### [TO DO]
Using the records below, report how many lines hold "async", with no extra text.

Stored data entries
-------------------------

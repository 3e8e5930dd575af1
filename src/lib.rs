//! # Data Explorer - tabular data tool host
//!
//! Loads CSV files into named in-memory datasets and runs analysis scripts
//! against them, returning captured text. A remote caller drives it through
//! two tools, `load-csv` and `run-script`.
//!
//! ## Quick Start
//!
//! ```no_run
//! use data_explorer::{ExplorerConfig, build_host};
//! use serde_json::json;
//!
//! # async fn example() {
//! let host = build_host(&ExplorerConfig::default());
//! let loaded = host.call_tool("load-csv", &json!({"csv_path": "sales.csv"})).await;
//! println!("{loaded}");
//!
//! let output = host.call_tool("run-script", &json!({"script": "print(df_1.shape)"})).await;
//! println!("{output}");
//! # }
//! ```
//!
//! ## Core Modules
//!
//! - [`registry`]: name → dataset mapping shared by every tool call
//! - [`ingest`]: size-adaptive CSV loading (direct or chunked)
//! - [`profile`]: per-column summary produced on every load
//! - [`script`]: Python execution with output capture
//! - [`tools`]: the text-only tool boundary
//! - [`server`]: JSON-RPC front over stdio
//! - [`error`]: error types and context helpers
//!
//! ## Concurrency
//!
//! The async front never parses or computes itself: CSV parsing, profiling,
//! and namespace export run on the blocking pool, and scripts run in a child
//! process. Calls may complete in a different order than they arrived.

#![warn(clippy::all, rust_2018_idioms)]

pub mod config;
pub mod error;
pub mod ingest;
pub mod logging;
pub mod profile;
pub mod registry;
pub mod script;
pub mod server;
pub mod tools;
pub mod utils;

pub use config::ExplorerConfig;
pub use error::{ExplorerError, Result};
pub use registry::DatasetRegistry;
pub use tools::ToolHost;

use ingest::{IngestOptions, IngestionPipeline};
use script::{ScriptEngine, ScriptOptions};

/// Wires one registry into the pipeline, the engine, and the tool host.
pub fn build_host(config: &ExplorerConfig) -> ToolHost {
    let registry = DatasetRegistry::new();
    let pipeline = IngestionPipeline::new(registry.clone(), IngestOptions::from(config));
    let engine = ScriptEngine::new(registry.clone(), ScriptOptions::from(config));
    ToolHost::new(registry, pipeline, engine)
}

-------------------------

### [RESULT]
2